START Records to process
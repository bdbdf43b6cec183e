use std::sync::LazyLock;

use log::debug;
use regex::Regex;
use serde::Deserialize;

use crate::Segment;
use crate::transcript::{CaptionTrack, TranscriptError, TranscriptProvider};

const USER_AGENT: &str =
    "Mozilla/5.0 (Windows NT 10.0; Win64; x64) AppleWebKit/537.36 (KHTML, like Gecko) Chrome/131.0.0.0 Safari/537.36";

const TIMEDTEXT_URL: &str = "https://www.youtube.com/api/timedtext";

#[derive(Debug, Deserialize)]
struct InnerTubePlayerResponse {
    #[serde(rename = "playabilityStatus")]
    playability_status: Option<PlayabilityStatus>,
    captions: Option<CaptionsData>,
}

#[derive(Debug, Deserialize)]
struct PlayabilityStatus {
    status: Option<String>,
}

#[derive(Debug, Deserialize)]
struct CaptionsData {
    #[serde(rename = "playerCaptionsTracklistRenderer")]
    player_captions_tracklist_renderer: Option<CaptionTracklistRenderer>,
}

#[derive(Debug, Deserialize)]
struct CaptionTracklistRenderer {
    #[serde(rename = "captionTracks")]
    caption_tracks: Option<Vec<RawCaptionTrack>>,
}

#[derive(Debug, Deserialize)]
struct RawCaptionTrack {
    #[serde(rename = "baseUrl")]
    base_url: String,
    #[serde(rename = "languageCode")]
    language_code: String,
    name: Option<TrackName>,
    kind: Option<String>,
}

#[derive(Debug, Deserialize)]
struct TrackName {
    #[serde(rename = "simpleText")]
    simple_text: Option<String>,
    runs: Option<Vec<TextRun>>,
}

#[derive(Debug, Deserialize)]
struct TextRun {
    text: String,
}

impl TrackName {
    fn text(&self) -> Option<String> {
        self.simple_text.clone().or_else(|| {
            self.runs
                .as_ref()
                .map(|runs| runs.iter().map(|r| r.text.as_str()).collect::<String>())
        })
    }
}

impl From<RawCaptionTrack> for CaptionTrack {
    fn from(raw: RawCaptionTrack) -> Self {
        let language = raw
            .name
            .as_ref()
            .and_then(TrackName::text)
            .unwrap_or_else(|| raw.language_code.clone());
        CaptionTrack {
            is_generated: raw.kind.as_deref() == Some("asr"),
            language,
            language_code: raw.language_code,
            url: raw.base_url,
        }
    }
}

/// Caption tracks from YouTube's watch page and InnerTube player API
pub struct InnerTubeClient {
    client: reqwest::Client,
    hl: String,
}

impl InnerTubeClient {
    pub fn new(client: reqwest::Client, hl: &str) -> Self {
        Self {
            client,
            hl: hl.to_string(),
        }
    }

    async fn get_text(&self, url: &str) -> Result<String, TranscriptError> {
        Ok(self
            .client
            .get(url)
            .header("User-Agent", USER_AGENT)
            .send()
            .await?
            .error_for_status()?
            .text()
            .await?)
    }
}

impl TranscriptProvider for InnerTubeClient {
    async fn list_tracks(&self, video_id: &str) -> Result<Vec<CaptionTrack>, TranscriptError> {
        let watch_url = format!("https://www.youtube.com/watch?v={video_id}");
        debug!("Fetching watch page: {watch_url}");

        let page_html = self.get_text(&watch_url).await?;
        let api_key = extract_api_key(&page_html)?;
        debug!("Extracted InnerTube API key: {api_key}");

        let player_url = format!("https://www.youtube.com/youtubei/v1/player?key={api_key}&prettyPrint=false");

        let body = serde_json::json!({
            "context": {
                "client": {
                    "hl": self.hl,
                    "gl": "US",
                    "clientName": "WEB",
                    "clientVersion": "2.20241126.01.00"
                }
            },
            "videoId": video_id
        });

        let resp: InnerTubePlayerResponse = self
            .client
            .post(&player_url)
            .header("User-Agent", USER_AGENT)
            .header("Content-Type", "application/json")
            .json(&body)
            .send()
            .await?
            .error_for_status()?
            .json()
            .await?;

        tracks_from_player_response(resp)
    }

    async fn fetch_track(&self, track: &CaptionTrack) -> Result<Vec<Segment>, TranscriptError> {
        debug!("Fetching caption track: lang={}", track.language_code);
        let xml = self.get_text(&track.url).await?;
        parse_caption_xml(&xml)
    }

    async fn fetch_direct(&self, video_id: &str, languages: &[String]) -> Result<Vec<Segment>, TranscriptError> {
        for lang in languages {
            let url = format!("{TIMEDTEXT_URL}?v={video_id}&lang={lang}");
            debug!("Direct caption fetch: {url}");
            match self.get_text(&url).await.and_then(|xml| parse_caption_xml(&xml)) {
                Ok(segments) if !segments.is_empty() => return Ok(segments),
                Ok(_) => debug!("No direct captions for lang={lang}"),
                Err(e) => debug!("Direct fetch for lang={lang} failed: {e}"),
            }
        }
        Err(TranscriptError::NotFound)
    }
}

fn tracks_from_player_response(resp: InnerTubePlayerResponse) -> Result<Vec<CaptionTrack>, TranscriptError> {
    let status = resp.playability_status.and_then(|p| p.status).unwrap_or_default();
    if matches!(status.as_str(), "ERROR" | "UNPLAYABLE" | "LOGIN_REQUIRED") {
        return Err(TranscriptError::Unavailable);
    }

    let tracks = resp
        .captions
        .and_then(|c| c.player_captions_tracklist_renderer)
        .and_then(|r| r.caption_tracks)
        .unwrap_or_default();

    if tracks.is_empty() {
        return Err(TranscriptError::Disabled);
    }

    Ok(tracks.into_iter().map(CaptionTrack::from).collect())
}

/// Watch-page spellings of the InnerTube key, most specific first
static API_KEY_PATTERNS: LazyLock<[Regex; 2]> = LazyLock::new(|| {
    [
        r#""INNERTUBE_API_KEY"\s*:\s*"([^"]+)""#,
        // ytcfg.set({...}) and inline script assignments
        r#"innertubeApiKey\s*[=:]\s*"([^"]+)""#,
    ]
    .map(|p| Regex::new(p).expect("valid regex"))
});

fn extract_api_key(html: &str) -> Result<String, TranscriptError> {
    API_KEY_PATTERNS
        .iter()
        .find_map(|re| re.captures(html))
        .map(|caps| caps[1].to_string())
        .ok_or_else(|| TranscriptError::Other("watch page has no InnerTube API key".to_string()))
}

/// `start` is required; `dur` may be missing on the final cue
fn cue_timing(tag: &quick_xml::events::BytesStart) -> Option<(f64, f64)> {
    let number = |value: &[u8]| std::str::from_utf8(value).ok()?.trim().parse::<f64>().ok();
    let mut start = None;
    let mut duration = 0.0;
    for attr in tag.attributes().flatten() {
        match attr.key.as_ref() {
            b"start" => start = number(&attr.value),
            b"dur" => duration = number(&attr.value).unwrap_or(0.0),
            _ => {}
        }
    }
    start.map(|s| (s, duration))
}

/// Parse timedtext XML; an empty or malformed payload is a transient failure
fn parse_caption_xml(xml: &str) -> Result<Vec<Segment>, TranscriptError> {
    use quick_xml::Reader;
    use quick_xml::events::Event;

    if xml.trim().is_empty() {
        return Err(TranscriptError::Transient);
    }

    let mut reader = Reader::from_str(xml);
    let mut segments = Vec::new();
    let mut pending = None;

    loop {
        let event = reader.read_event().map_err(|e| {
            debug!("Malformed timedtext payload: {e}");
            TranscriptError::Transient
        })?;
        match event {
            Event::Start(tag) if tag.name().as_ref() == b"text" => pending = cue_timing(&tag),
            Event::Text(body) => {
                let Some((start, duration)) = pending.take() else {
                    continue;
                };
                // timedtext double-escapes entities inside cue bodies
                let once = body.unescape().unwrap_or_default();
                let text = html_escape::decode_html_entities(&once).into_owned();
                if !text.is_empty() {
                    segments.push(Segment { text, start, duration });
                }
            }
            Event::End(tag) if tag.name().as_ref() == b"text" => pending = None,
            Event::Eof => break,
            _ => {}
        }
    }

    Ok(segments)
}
END Records to process
START Records to process
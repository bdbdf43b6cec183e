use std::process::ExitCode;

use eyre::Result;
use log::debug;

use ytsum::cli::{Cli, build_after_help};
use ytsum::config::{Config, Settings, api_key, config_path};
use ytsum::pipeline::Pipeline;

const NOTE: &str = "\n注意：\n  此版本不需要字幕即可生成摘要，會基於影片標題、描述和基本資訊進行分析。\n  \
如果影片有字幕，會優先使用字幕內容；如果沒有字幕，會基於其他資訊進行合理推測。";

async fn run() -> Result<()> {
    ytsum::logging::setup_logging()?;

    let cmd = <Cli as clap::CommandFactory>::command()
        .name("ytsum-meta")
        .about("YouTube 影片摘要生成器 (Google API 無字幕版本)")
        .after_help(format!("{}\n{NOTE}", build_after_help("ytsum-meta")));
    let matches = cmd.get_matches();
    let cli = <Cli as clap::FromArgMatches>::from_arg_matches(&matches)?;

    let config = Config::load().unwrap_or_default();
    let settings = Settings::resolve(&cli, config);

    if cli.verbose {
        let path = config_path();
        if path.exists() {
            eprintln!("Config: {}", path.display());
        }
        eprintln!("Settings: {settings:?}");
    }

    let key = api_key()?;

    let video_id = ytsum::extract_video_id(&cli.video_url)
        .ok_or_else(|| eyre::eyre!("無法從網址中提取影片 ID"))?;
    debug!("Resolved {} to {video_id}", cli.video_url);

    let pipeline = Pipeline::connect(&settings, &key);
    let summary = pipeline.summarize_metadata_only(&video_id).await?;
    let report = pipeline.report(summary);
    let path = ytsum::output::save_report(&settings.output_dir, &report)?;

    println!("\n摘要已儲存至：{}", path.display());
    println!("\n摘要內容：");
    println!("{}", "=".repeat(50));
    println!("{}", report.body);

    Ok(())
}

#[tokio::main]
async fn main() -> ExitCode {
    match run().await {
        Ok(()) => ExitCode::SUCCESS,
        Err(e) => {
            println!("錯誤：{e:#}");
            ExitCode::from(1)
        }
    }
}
END Records to process
START Records to process
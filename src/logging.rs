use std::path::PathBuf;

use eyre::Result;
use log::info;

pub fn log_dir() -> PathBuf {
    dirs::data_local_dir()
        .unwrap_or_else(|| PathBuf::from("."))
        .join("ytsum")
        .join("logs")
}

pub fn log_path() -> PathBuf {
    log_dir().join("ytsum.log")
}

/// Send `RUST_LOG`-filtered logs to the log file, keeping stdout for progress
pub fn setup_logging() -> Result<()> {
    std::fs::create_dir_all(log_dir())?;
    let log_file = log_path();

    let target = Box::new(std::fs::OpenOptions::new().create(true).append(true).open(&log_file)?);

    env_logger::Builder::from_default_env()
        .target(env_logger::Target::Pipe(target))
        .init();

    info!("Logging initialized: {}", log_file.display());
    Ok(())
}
END Records to process
What you will do:
Every line above that includes the word "once" should be listed.

Answer space:
                let once = body.unescape().unwrap_or_default();
                let text = html_escape::decode_html_entities(&once).into_owned();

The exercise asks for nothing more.